Was wir heute sind, haben wir alle miteinander geschaffen. Aus diesem Miteinander entsteht unser deutsches „Wir“. Für dies „Wir“ ist nicht entscheidend, woher jemand kommt, wie einer aussieht oder woran er oder sie glaubt. Entscheidend ist, dass wir einander respektieren, dass wir für unsere Demokratie eintreten und gemeinsam unser Land voranbringen wollen – auf dem Boden der geltenden Gesetze und auf Grund unserer gemeinsamen Wertvorstellungen, die im Grundgesetz definiert wurden. Integrationsverweigerer sind die, die ein solches „Wir“ bekämpfen und unsere freiheitlich-demokratische Grundordnung ablehnen. Da spielt es keine Rolle, ob sie Migrationshintergrund haben oder nicht, ob sie jung sind oder alt, ob sie rechts- oder linksextremistisch sind.

Das Grundgesetz war im Hinblick auf die Wiedervereinigung eigentlich nur als Provisorium gedacht. Aber es hat sich bewährt – seit mehr als 60 Jahren. Ausruhen dürfen wir uns darauf nicht. Die Demokratie lebt vom Mitmachen, vom Engagement eines jeden Einzelnen auf allen möglichen Ebenen. Wir haben eine gemeinsame Zukunft, und die liegt in den Köpfen und Herzen der bei uns lebenden Menschen. Sie hängt davon ab, dass jeder und jede die eigenen Talente entfalten kann und will. Das Grundgesetzt bietet dafür die Grundlage. Erreichen können wir es nur, wenn wir alle gemeinsam jeden Tag erneut daran arbeiten.

Christian Wulff wurde am 19. Juni 1959 im niedersächsischen Osnabrück als zweites Kind von Rudolf und Dagmar Wulff geboren. Am Ernst-Moritz-Arndt-Gymnasium legte er das Abitur ab. Früh engagierte er sich als Schülersprecher, Studentenvertreter und in den Jugendverbänden Schüler Union und Junge Union.

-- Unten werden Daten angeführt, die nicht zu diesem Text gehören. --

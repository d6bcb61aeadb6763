use crate::Result;
use log::debug;

pub mod process;

pub use process::ScriptTimerUpdater;

/// Refreshes the collection timer after the config file changes.
///
/// The applier only logs a failure from this call; it never undoes the
/// config write.
pub trait TimerUpdater {
    fn update_timer(&self) -> Result<()>;
}

/// Updater that does nothing, used for `--no-timer`
#[derive(Debug, Clone, Copy, Default)]
pub struct NoopTimerUpdater;

impl TimerUpdater for NoopTimerUpdater {
    fn update_timer(&self) -> Result<()> {
        debug!("Skipping timer update");
        Ok(())
    }
}

impl<T: TimerUpdater + ?Sized> TimerUpdater for &T {
    fn update_timer(&self) -> Result<()> {
        (**self).update_timer()
    }
}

Von 1980 bis 1986 studierte Christian Wulff Rechtswissenschaften mit wirtschaftswissenschaftlichem Schwerpunkt an der Universität Osnabrück. 1987 leistete er sein Referendarexamen in Hannover, danach sein Referendariat am Oberlandesgericht Oldenburg und legte 1990 sein Assessorenexamen in Hannover ab. 1990 trat er in eine Rechtsanwaltskanzlei ein.
1986 wurde Christian Wulff für die CDU Mitglied im Rat der Stadt Osnabrück, von 1989 bis 1994 war er deren Fraktionsvorsitzender. Er blieb Ratsmitglied bis 2001. 1994 wurde er in den niedersächsischen Landtag gewählt. Im März des Jahres wurde er Fraktionsvorsitzender, im Juni Landesvorsitzender seiner Partei in Niedersachsen. 1998 wurde Christian Wulff zu einem der stellvertretenden Bundesvorsitzenden der CDU gewählt.
Nach den Landtagswahlen 2003 wurde er am 4. März von den Abgeordneten des niedersächsischen Landtags zum Ministerpräsidenten gewählt und in dieser Position am 26. Februar 2008 bestätigt. Das Amt des Ministerpräsidenten hatte er bis zum 30. Juni 2010 inne, dem Tag der 14. Bundesversammlung. Die Bundesversammlung wählte Christian Wulff zum zehnten Präsidenten der Bundesrepublik Deutschland.
Am 17. Februar 2012 trat Christian Wulff von seinem Amt als Bundespräsident zurück.